[Collected data entries]
-*-*-

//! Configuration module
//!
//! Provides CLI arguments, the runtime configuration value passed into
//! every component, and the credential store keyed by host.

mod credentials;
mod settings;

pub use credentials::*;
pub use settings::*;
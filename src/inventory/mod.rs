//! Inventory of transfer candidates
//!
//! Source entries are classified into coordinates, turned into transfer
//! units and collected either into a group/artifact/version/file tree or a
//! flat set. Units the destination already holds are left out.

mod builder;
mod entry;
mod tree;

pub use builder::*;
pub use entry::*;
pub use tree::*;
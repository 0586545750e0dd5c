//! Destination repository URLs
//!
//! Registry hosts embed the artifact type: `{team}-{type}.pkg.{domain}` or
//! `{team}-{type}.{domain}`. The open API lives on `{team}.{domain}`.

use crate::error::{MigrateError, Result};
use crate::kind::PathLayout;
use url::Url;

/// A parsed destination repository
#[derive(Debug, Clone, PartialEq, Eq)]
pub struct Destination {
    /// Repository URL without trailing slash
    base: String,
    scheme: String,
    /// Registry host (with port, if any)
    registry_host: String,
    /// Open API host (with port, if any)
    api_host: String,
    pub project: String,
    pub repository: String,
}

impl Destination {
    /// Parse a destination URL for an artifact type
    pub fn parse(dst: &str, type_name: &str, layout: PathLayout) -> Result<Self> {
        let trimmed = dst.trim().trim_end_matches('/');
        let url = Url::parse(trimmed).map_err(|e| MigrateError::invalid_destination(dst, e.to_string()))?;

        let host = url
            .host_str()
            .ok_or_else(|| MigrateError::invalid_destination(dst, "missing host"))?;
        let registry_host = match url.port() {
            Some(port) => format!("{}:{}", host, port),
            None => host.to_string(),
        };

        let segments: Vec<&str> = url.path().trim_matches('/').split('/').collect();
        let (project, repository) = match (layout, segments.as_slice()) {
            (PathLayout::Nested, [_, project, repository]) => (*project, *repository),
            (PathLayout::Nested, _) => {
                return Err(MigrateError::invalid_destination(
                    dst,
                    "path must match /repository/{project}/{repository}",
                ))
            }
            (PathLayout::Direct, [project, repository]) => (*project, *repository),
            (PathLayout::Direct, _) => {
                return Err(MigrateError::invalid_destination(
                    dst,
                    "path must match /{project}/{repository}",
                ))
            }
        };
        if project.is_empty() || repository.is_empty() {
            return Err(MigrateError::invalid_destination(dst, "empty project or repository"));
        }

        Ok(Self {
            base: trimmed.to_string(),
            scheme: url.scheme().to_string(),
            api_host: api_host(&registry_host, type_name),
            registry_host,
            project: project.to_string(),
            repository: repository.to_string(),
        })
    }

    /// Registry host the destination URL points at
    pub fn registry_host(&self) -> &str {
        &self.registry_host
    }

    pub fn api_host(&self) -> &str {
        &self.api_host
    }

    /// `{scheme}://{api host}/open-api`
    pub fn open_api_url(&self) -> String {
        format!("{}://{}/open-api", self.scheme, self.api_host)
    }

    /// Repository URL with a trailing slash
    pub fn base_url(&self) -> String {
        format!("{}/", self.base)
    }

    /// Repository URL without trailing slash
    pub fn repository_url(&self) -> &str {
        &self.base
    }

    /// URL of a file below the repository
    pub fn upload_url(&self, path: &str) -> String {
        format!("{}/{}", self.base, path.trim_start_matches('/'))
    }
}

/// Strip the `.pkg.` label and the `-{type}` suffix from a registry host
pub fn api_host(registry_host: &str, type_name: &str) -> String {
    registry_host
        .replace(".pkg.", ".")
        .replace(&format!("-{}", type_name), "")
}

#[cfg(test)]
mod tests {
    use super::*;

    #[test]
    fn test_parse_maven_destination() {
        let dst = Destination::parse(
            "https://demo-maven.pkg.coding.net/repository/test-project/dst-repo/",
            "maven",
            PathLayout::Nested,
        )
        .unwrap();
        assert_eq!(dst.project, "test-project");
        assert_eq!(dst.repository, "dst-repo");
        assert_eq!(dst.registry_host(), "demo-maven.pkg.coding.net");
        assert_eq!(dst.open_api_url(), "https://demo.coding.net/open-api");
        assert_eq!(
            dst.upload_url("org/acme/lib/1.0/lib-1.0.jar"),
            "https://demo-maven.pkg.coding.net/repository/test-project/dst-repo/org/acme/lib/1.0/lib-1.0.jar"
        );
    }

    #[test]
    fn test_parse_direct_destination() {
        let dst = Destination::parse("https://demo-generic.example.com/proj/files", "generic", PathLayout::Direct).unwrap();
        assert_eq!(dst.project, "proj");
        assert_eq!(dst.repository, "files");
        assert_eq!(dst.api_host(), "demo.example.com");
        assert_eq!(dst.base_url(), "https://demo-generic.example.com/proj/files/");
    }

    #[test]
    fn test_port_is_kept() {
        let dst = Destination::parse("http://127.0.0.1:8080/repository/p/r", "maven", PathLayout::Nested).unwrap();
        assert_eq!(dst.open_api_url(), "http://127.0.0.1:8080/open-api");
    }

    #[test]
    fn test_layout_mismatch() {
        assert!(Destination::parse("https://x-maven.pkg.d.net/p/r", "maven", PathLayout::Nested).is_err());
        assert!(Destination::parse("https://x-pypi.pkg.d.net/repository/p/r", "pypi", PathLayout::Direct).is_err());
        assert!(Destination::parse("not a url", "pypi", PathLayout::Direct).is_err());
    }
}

-*-*-

Word for word, reproduce every record shown above.

//! Configuration module
//!
//! Provides CLI arguments, the runtime configuration value passed into
//! every component, and the credential store keyed by host.

mod credentials;
mod settings;

pub use credentials::*;
pub use settings::*;
filename src/inventory/mod.rs
//! Inventory of transfer candidates
//!
//! Source entries are classified into coordinates, turned into transfer
//! units and collected either into a group/artifact/version/file tree or a
//! flat set. Units the destination already holds are left out.

mod builder;
mod entry;
mod tree;

pub use builder::*;
pub use entry::*;
pub use tree::*;
repository 0586545750e0dd5c
//! Destination repository URLs
//!
//! Registry hosts embed the artifact type: `{team}-{type}.pkg.{domain}` or
//! `{team}-{type}.{domain}`. The open API lives on `{team}.{domain}`.

use crate::error::{MigrateError, Result};
use crate::kind::PathLayout;
use url::Url;

/// A parsed destination repository
#[derive(Debug, Clone, PartialEq, Eq)]
pub struct Destination {
    /// Repository URL without trailing slash
    base: String,
    scheme: String,
    /// Registry host (with port, if any)
    registry_host: String,
    /// Open API host (with port, if any)
    api_host: String,
    pub project: String,
    pub repository: String,
}

impl Destination {
    /// Parse a destination URL for an artifact type
    pub fn parse(dst: &str, type_name: &str, layout: PathLayout) -> Result<Self> {
        let trimmed = dst.trim().trim_end_matches('/');
        let url = Url::parse(trimmed).map_err(|e| MigrateError::invalid_destination(dst, e.to_string()))?;

        let host = url
            .host_str()
            .ok_or_else(|| MigrateError::invalid_destination(dst, "missing host"))?;
        let registry_host = match url.port() {
            Some(port) => format!("{}:{}", host, port),
            None => host.to_string(),
        };

        let segments: Vec<&str> = url.path().trim_matches('/').split('/').collect();
        let (project, repository) = match (layout, segments.as_slice()) {
            (PathLayout::Nested, [_, project, repository]) => (*project, *repository),
            (PathLayout::Nested, _) => {
                return Err(MigrateError::invalid_destination(
                    dst,
                    "path must match /repository/{project}/{repository}",
                ))
            }
            (PathLayout::Direct, [project, repository]) => (*project, *repository),
            (PathLayout::Direct, _) => {
                return Err(MigrateError::invalid_destination(
                    dst,
                    "path must match /{project}/{repository}",
                ))
            }
        };
        if project.is_empty() || repository.is_empty() {
            return Err(MigrateError::invalid_destination(dst, "empty project or repository"));
        }

        Ok(Self {
            base: trimmed.to_string(),
            scheme: url.scheme().to_string(),
            api_host: api_host(&registry_host, type_name),
            registry_host,
            project: project.to_string(),
            repository: repository.to_string(),
        })
    }

    /// Registry host the destination URL points at
    pub fn registry_host(&self) -> &str {
        &self.registry_host
    }

    pub fn api_host(&self) -> &str {
        &self.api_host
    }

    /// `{scheme}://{api host}/open-api`
    pub fn open_api_url(&self) -> String {
        format!("{}://{}/open-api", self.scheme, self.api_host)
    }

    /// Repository URL with a trailing slash
    pub fn base_url(&self) -> String {
        format!("{}/", self.base)
    }

    /// Repository URL without trailing slash
    pub fn repository_url(&self) -> &str {
        &self.base
    }

    /// URL of a file below the repository
    pub fn upload_url(&self, path: &str) -> String {
        format!("{}/{}", self.base, path.trim_start_matches('/'))
    }
}

/// Strip the `.pkg.` label and the `-{type}` suffix from a registry host
pub fn api_host(registry_host: &str, type_name: &str) -> String {
    registry_host
        .replace(".pkg.", ".")
        .replace(&format!("-{}", type_name), "")
}

#[cfg(test)]
mod tests {
    use super::*;

    #[test]
    fn test_parse_maven_destination() {
        let dst = Destination::parse(
            "https://demo-maven.pkg.coding.net/repository/test-project/dst-repo/",
            "maven",
            PathLayout::Nested,
        )
        .unwrap();
        assert_eq!(dst.project, "test-project");
        assert_eq!(dst.repository, "dst-repo");
        assert_eq!(dst.registry_host(), "demo-maven.pkg.coding.net");
        assert_eq!(dst.open_api_url(), "https://demo.coding.net/open-api");
        assert_eq!(
            dst.upload_url("org/acme/lib/1.0/lib-1.0.jar"),
            "https://demo-maven.pkg.coding.net/repository/test-project/dst-repo/org/acme/lib/1.0/lib-1.0.jar"
        );
    }

    #[test]
    fn test_parse_direct_destination() {
        let dst = Destination::parse("https://demo-generic.example.com/proj/files", "generic", PathLayout::Direct).unwrap();
        assert_eq!(dst.project, "proj");
        assert_eq!(dst.repository, "files");
        assert_eq!(dst.api_host(), "demo.example.com");
        assert_eq!(dst.base_url(), "https://demo-generic.example.com/proj/files/");
    }

    #[test]
    fn test_port_is_kept() {
        let dst = Destination::parse("http://127.0.0.1:8080/repository/p/r", "maven", PathLayout::Nested).unwrap();
        assert_eq!(dst.open_api_url(), "http://127.0.0.1:8080/open-api");
    }

    #[test]
    fn test_layout_mismatch() {
        assert!(Destination::parse("https://x-maven.pkg.d.net/p/r", "maven", PathLayout::Nested).is_err());
        assert!(Destination::parse("https://x-pypi.pkg.d.net/repository/p/r", "pypi", PathLayout::Direct).is_err());
        assert!(Destination::parse("not a url", "pypi", PathLayout::Direct).is_err());
    }
}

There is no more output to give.